"Nobody to Love" is a song by British record production duo Sigma. The song was originally a bootleg remix of "Bound 2" by Kanye West featuring Charlie Wilson, released on 24 January 2014 as a free download. It later received support from major British radio stations including BBC Radio 1 and 1Xtra, and so was reworked into an original track with Wilson's vocals covered by former One True Voice member Daniel Pearce. It was released as the second single from their debut studio album, Life (2015).

The song topped the UK Singles Chart upon release, making it not only Sigma's first UK number one but also their first ever top 40 single. It sold over 121,000 copies in the first week. It also topped the charts in Poland, Scotland and New Zealand. In New Zealand, after falling out of the chart after three weeks, it returned to the chart the following week and went straight to number one. The song also reached the top 3 in Belgium and Ireland and number 11 in Australia.

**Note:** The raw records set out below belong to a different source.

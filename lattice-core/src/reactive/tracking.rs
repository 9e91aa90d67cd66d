//! Tracking state
//!
//! Two pieces of process-wide (here: thread-local) mutable state drive
//! automatic dependency tracking:
//!
//! - The **active-effect stack**: which [`ReactiveEffect`](super::effect::ReactiveEffect)
//!   is currently running, so a read can attribute itself to it. Nested
//!   effects (an effect that reads a computed, which itself reads a
//!   signal inside another effect's run) push and pop this stack.
//! - The **tracking-enabled stack**: a boolean override stack so library
//!   code running inside a user effect (e.g. the array length-mutator
//!   wrappers in `vec.rs`) can temporarily suppress tracking without
//!   disturbing the active effect.
//!
//! A thread-local (rather than a single global `Mutex`) is the correct
//! port of the source's "one logical execution context": the source
//! assumes a single cooperative thread, and thread-local storage gives
//! each OS thread its own independent cooperative context, which is the
//! design notes' own recommended adaptation for pre-emptive-threading
//! hosts ("requires per-task storage... rather than a shared mutable
//! stack").

use std::cell::{Cell, RefCell};
use std::sync::Arc;

use super::effect::EffectInner;

/// Above this nesting depth, [`ReactiveEffect::run`](super::effect::ReactiveEffect::run)
/// falls back to fully detaching and resubscribing on every run instead
/// of diffing with the bitmask scheme. An engineering compromise: one
/// tracking bit costs one bit of a `u32` per [`Dep`](super::dep::Dep), so
/// depth is capped at the word size minus headroom for shifts.
pub const MAX_TRACK_DEPTH: u32 = 30;

thread_local! {
    static ACTIVE_STACK: RefCell<Vec<Arc<EffectInner>>> = RefCell::new(Vec::new());
    static TRACKING_STACK: RefCell<Vec<bool>> = RefCell::new(Vec::new());
    static TRACK_DEPTH: Cell<u32> = const { Cell::new(0) };
}

/// The effect currently executing on this thread, if any.
pub(crate) fn active_effect() -> Option<Arc<EffectInner>> {
    ACTIVE_STACK.with(|stack| stack.borrow().last().cloned())
}

/// Push `effect` as the active effect for the duration of its run.
pub(crate) fn push_active(effect: Arc<EffectInner>) {
    ACTIVE_STACK.with(|stack| stack.borrow_mut().push(effect));
}

pub(crate) fn pop_active() {
    ACTIVE_STACK.with(|stack| {
        stack.borrow_mut().pop();
    });
}

/// True if `effect` is already somewhere on the active stack (used for
/// the re-entry guard in `ReactiveEffect::run`).
pub(crate) fn is_on_active_stack(effect: &Arc<EffectInner>) -> bool {
    ACTIVE_STACK.with(|stack| stack.borrow().iter().any(|e| Arc::ptr_eq(e, effect)))
}

/// Current nesting depth (0 outside any effect run).
pub(crate) fn track_depth() -> u32 {
    TRACK_DEPTH.with(Cell::get)
}

pub(crate) fn enter_depth() -> u32 {
    TRACK_DEPTH.with(|d| {
        let next = d.get() + 1;
        d.set(next);
        next
    })
}

pub(crate) fn exit_depth() {
    TRACK_DEPTH.with(|d| d.set(d.get().saturating_sub(1)));
}

/// Is dependency tracking currently enabled on this thread?
///
/// Defaults to enabled when the stack is empty (outside any
/// `pause_tracking`/`effect.run()` scope reads still track if an effect
/// is active - matching the source default of `shouldTrack = true`).
pub fn is_tracking_enabled() -> bool {
    TRACKING_STACK.with(|stack| stack.borrow().last().copied().unwrap_or(true))
}

pub(crate) fn push_tracking(enabled: bool) {
    TRACKING_STACK.with(|stack| stack.borrow_mut().push(enabled));
}

pub(crate) fn pop_tracking() {
    TRACKING_STACK.with(|stack| {
        stack.borrow_mut().pop();
    });
}

/// Disable tracking for subsequent reads on this thread until
/// [`enable_tracking`] or [`reset_tracking`] is called.
///
/// Used by library code that needs to read reactive state without
/// registering a dependency - e.g. the array length-mutator wrappers,
/// which read `length` internally and would otherwise create a
/// self-dependency.
pub fn pause_tracking() {
    push_tracking(false);
}

/// Re-enable tracking, pushing a new scope (paired with
/// [`reset_tracking`], not [`pause_tracking`]).
pub fn enable_tracking() {
    push_tracking(true);
}

/// Pop the most recent `pause_tracking`/`enable_tracking` scope,
/// restoring whatever was active before it.
pub fn reset_tracking() {
    pop_tracking();
}

/// Run `f` with tracking paused, always restoring prior state even if
/// `f` panics.
pub fn untracked<T>(f: impl FnOnce() -> T) -> T {
    pause_tracking();
    let guard = scopeguard(reset_tracking);
    let result = f();
    drop(guard);
    result
}

/// Minimal drop-guard helper so `untracked`/effect cleanup runs even on
/// unwind, without pulling in the `scopeguard` crate for one call site.
fn scopeguard(f: impl FnOnce()) -> impl Drop {
    struct Guard<F: FnOnce()>(Option<F>);
    impl<F: FnOnce()> Drop for Guard<F> {
        fn drop(&mut self) {
            if let Some(f) = self.0.take() {
                f();
            }
        }
    }
    Guard(Some(f))
}

#[cfg(test)]
mod tests {
    use super::*;

    #[test]
    fn tracking_enabled_by_default() {
        assert!(is_tracking_enabled());
    }

    #[test]
    fn pause_and_reset_tracking() {
        assert!(is_tracking_enabled());
        pause_tracking();
        assert!(!is_tracking_enabled());
        reset_tracking();
        assert!(is_tracking_enabled());
    }

    #[test]
    fn untracked_restores_previous_state() {
        enable_tracking();
        let ran = untracked(|| {
            assert!(!is_tracking_enabled());
            42
        });
        assert_eq!(ran, 42);
        assert!(is_tracking_enabled());
        reset_tracking();
    }
}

Background and composition
"Nobody to Love" was originally a bootleg remix of American rapper Kanye West's 2013 single "Bound 2", featuring Charlie Wilson. Sigma frequently played the remix in nightclubs around the UK and received positive feedback. The remix was released on 24 January 2014 as a free download and, after the duo sent it to some DJs at BBC Radio 1, they "got really behind it" and record labels later started approaching Sigma. This led them to rework it into an original song, with Wilson's vocals covered by former One True Voice member Daniel Pearce. The beginning of the song's original mix samples "Think (About It)" by Lyn Collins. The female voice saying "uh huh, honey" is a sample of "Sweet Nothin's" performed by Brenda Lee.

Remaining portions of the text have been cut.